And you find variability across individuals, which is not supposed to exist.
And you find variability within individual, depending morning, afternoon, hot, cold.
I mean, a lot of things influence the way that people make judgments, whether they are full or whether they've had lunch or haven't had lunch affects judges.
and things like that.
Now, it's hard to say what there is more of, noise or bias,
but one thing is very certain that bias has been overestimated
at the expense of noise.
I mean, virtually all the literature,
and a lot of public conversation is about biases.
But in fact, noise is, I think, extremely important, very prevalent.
And there is an interesting fact that noise and bias are,
independent sources of error, so that reducing either of them improves overall accuracy.
And so there is room for, and the procedures by which you would reduce bias and reduce noise are not the same.
So that's what I'm fascinated by these days.
Do you think of low intelligence as yet a third independent source of error, or is that somehow subsumed in bias and noise?
You mean plain stupidity.
In some cases...
Yeah.
It wouldn't really be necessarily the same as either bias or noise.
I mean, you know, getting inadequate information or not getting adequate information.
When it's available, it's a stupid thing to do and a very common thing, and it's not exactly a bias.
And it's not necessarily...
It would contribute more to noise than to bias, by the way, by and large.

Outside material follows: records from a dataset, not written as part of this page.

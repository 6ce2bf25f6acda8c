//! Generate-and-test problem generation.
//!
//! Each attempt samples four elements and a target from the level ranges
//! and asks the solver for a path. The first solvable pair wins; after
//! `max_attempts` failures generation gives up.

use std::time::Instant;

use rand::rngs::StdRng;
use rand::seq::SliceRandom;
use rand::{Rng, SeedableRng};
use tracing::{info, trace, warn};

use crate::error::{GenerateError, LevelError};
use crate::level::Level;
use crate::puzzle::{NumberToken, Problem, ELEMENT_COUNT};
use crate::solver::{find_solution, SearchRules, SearchState, Tokens};

pub const DEFAULT_MAX_ATTEMPTS: usize = 1000;

/// Configuration for problem generation
#[derive(Debug, Clone)]
pub struct GeneratorConfig {
    /// Maximum (elements, target) samples before giving up
    pub max_attempts: usize,
    /// Optional node budget for each attempt's search
    pub max_nodes_per_attempt: Option<usize>,
}

impl Default for GeneratorConfig {
    fn default() -> Self {
        Self {
            max_attempts: DEFAULT_MAX_ATTEMPTS,
            max_nodes_per_attempt: None,
        }
    }
}

/// Outcome of a generation run
#[derive(Debug, Clone)]
pub struct GenerationReport {
    pub problem: Option<Problem>,
    /// Attempts made, including the successful one
    pub attempts: usize,
    pub nodes_visited: usize,
    pub time_elapsed_ms: u64,
}

pub struct ProblemGenerator<R = StdRng> {
    config: GeneratorConfig,
    rng: R,
}

impl ProblemGenerator<StdRng> {
    pub fn new(config: GeneratorConfig) -> Self {
        Self::with_rng(config, StdRng::from_entropy())
    }

    /// Deterministic generator for reproducible problems
    pub fn seeded(config: GeneratorConfig, seed: u64) -> Self {
        Self::with_rng(config, StdRng::seed_from_u64(seed))
    }
}

impl Default for ProblemGenerator<StdRng> {
    fn default() -> Self {
        Self::new(GeneratorConfig::default())
    }
}

impl<R: Rng> ProblemGenerator<R> {
    pub fn with_rng(config: GeneratorConfig, rng: R) -> Self {
        Self { config, rng }
    }

    pub fn config(&self) -> &GeneratorConfig {
        &self.config
    }

    /// Generate a solvable problem or report exhaustion
    pub fn generate(&mut self, level: &Level) -> Result<Problem, GenerateError> {
        let report = self.generate_report(level)?;
        report.problem.ok_or(GenerateError::Exhausted {
            attempts: report.attempts,
        })
    }

    /// Run generation and keep the bookkeeping, success or not.
    ///
    /// Fails only for a malformed level.
    pub fn generate_report(&mut self, level: &Level) -> Result<GenerationReport, LevelError> {
        level.validate()?;

        let start_time = Instant::now();
        let rules = SearchRules::from(level).with_node_limit(self.config.max_nodes_per_attempt);
        let mut nodes_visited = 0;
        let mut attempts = 0;

        while attempts < self.config.max_attempts {
            attempts += 1;
            let elements = self.sample_elements(level);
            let target = self.sample_target(level);

            // Shuffle so different attempts explore pairings in a different order
            let mut tokens: Tokens = elements
                .iter()
                .enumerate()
                .map(|(slot, &value)| NumberToken::original(value as f64, slot))
                .collect();
            tokens.shuffle(&mut self.rng);

            let result = find_solution(&SearchState::new(tokens), target as f64, &rules);
            nodes_visited += result.nodes_visited;
            trace!(attempts, nodes = result.nodes_visited, "generation attempt");

            if let Some(solution) = result.solution {
                info!(
                    level = %level.id,
                    attempts,
                    ?elements,
                    target,
                    steps = solution.len(),
                    "generated solvable problem"
                );
                return Ok(GenerationReport {
                    problem: Some(Problem {
                        level_id: level.id.clone(),
                        elements,
                        target,
                        solution,
                    }),
                    attempts,
                    nodes_visited,
                    time_elapsed_ms: start_time.elapsed().as_millis() as u64,
                });
            }
        }

        warn!(
            level = %level.id,
            attempts,
            "could not generate a solvable problem"
        );
        Ok(GenerationReport {
            problem: None,
            attempts,
            nodes_visited,
            time_elapsed_ms: start_time.elapsed().as_millis() as u64,
        })
    }

    fn sample_elements(&mut self, level: &Level) -> [i64; ELEMENT_COUNT] {
        let (min, max) = level.number_range;
        std::array::from_fn(|_| self.rng.gen_range(min..=max))
    }

    fn sample_target(&mut self, level: &Level) -> i64 {
        let (min, max) = level.target_range;
        self.rng.gen_range(min..=max)
    }
}

#[cfg(test)]
mod tests {
    use super::*;
    use crate::pruning::MAGNITUDE_LIMIT;
    use crate::puzzle::Operator;
    use crate::replay::{replay, verify_problem};
    use rstest::rstest;

    fn impossible_level() -> Level {
        Level {
            id: "impossible".to_string(),
            title: String::new(),
            description: String::new(),
            number_range: (1, 1),
            target_range: (1000, 1000),
            operators: vec![Operator::Add, Operator::Sub],
            allow_decimals: false,
            max_operations: 3,
            can_use_sqrt: false,
        }
    }

    #[rstest]
    #[case(Level::level1())]
    #[case(Level::level2())]
    #[case(Level::level3())]
    fn test_generated_problem_is_solvable(#[case] level: Level) {
        let mut generator = ProblemGenerator::seeded(GeneratorConfig::default(), 7);
        let problem = generator.generate(&level).unwrap();

        let (min, max) = level.number_range;
        assert!(problem.elements.iter().all(|e| (min..=max).contains(e)));
        let (min, max) = level.target_range;
        assert!((min..=max).contains(&problem.target));
        assert_eq!(problem.level_id, level.id);
        assert!(problem.solution.len() <= level.max_operations);
        assert!(verify_problem(&problem, &level));
    }

    #[rstest]
    #[case(Level::level1())]
    #[case(Level::level2())]
    fn test_solution_properties_hold_across_seeds(#[case] level: Level) {
        let rules = SearchRules::from(&level);
        for seed in 0..10 {
            let mut generator = ProblemGenerator::seeded(GeneratorConfig::default(), seed);
            let problem = generator.generate(&level).unwrap();
            let result = replay(
                &problem.element_values(),
                &problem.solution,
                problem.target as f64,
                &rules,
            );

            assert!(result.reached, "seed {seed}: {:?}", problem);
            assert!(result.metrics.each_slot_used_once());
            assert_eq!(result.metrics.combine_steps, ELEMENT_COUNT - 1);
            // Integer-only levels never produce fractions
            assert!(result.metrics.all_integers);
            assert!(result.metrics.max_magnitude <= MAGNITUDE_LIMIT);
            for step in &problem.solution {
                if step.operator == Operator::Div {
                    assert_ne!(step.right, Some(0.0));
                }
            }
        }
    }

    #[test]
    fn test_sqrt_level_solutions_stay_within_budget() {
        let level = Level {
            id: "roots".to_string(),
            title: String::new(),
            description: String::new(),
            number_range: (1, 20),
            target_range: (10, 60),
            operators: vec![
                Operator::Add,
                Operator::Sub,
                Operator::Mul,
                Operator::Div,
                Operator::Sqrt,
            ],
            allow_decimals: false,
            max_operations: 5,
            can_use_sqrt: true,
        };
        let rules = SearchRules::from(&level);
        assert!(rules.sqrt_enabled());

        for seed in 0..10 {
            let mut generator = ProblemGenerator::seeded(GeneratorConfig::default(), seed);
            let problem = generator.generate(&level).unwrap();
            let result = replay(
                &problem.element_values(),
                &problem.solution,
                problem.target as f64,
                &rules,
            );

            assert!(result.reached, "seed {seed}: {:?}", problem);
            assert_eq!(result.metrics.combine_steps, ELEMENT_COUNT - 1);
            assert_eq!(
                result.metrics.steps,
                result.metrics.combine_steps + result.metrics.unary_steps
            );
            assert!(result.metrics.steps <= level.max_operations);
            assert!(result.metrics.each_slot_used_once());
        }
    }

    #[test]
    fn test_same_seed_same_problem() {
        let level = Level::level2();
        let first = ProblemGenerator::seeded(GeneratorConfig::default(), 42)
            .generate(&level)
            .unwrap();
        let second = ProblemGenerator::seeded(GeneratorConfig::default(), 42)
            .generate(&level)
            .unwrap();
        assert_eq!(first, second);
    }

    #[test]
    fn test_impossible_level_uses_every_attempt() {
        let mut generator = ProblemGenerator::seeded(GeneratorConfig::default(), 1);
        let report = generator.generate_report(&impossible_level()).unwrap();

        assert!(report.problem.is_none());
        assert_eq!(report.attempts, DEFAULT_MAX_ATTEMPTS);

        // Every sample is [1, 1, 1, 1] -> 1000, so each attempt runs the same search
        let level = impossible_level();
        let per_attempt = find_solution(
            &SearchState::from_elements(&[1.0; ELEMENT_COUNT]),
            1000.0,
            &SearchRules::from(&level),
        );
        assert!(!per_attempt.is_solved());
        assert_eq!(
            report.nodes_visited,
            per_attempt.nodes_visited * DEFAULT_MAX_ATTEMPTS
        );

        assert_eq!(
            generator.generate(&impossible_level()),
            Err(GenerateError::Exhausted {
                attempts: DEFAULT_MAX_ATTEMPTS
            })
        );
    }

    #[test]
    fn test_custom_attempt_cap() {
        let config = GeneratorConfig {
            max_attempts: 25,
            ..Default::default()
        };
        let mut generator = ProblemGenerator::seeded(config, 3);
        assert_eq!(
            generator.generate(&impossible_level()),
            Err(GenerateError::Exhausted { attempts: 25 })
        );
    }

    #[test]
    fn test_malformed_level_fails_at_entry() {
        let mut level = impossible_level();
        level.number_range = (5, 1);
        let mut generator = ProblemGenerator::seeded(GeneratorConfig::default(), 1);

        assert!(matches!(
            generator.generate(&level),
            Err(GenerateError::InvalidLevel(LevelError::EmptyNumberRange { .. }))
        ));
    }

    #[test]
    fn test_first_attempt_success_is_reported() {
        // Every target in range is reachable: 1 + 1 + 1 + 1
        let level = Level {
            number_range: (1, 1),
            target_range: (4, 4),
            ..impossible_level()
        };
        let mut generator = ProblemGenerator::seeded(GeneratorConfig::default(), 9);
        let report = generator.generate_report(&level).unwrap();

        assert_eq!(report.attempts, 1);
        let problem = report.problem.unwrap();
        assert_eq!(problem.elements, [1, 1, 1, 1]);
        assert_eq!(problem.target, 4);
    }
}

When people collect too little information or are swayed by the first thing that comes to mind, you get noise rather than bias.
And do you see the wisdom of crowds as a way of addressing noise in business firms?
So you take all the auditors and you somehow construct a weighted average?
Well, the wisdom of the crowds will work and pooling opinions will work when errors are independent.
That is when everybody is inclined to make the same mistake, which is then a body.
Right.
Then having multiple individuals engaged in it, if they share their biases, you'll get the
bias.
It's going to be worsened and everybody will have much higher confidence in their bias views
because other people share them.
So wisdom of the crowd works under quite specified conditions.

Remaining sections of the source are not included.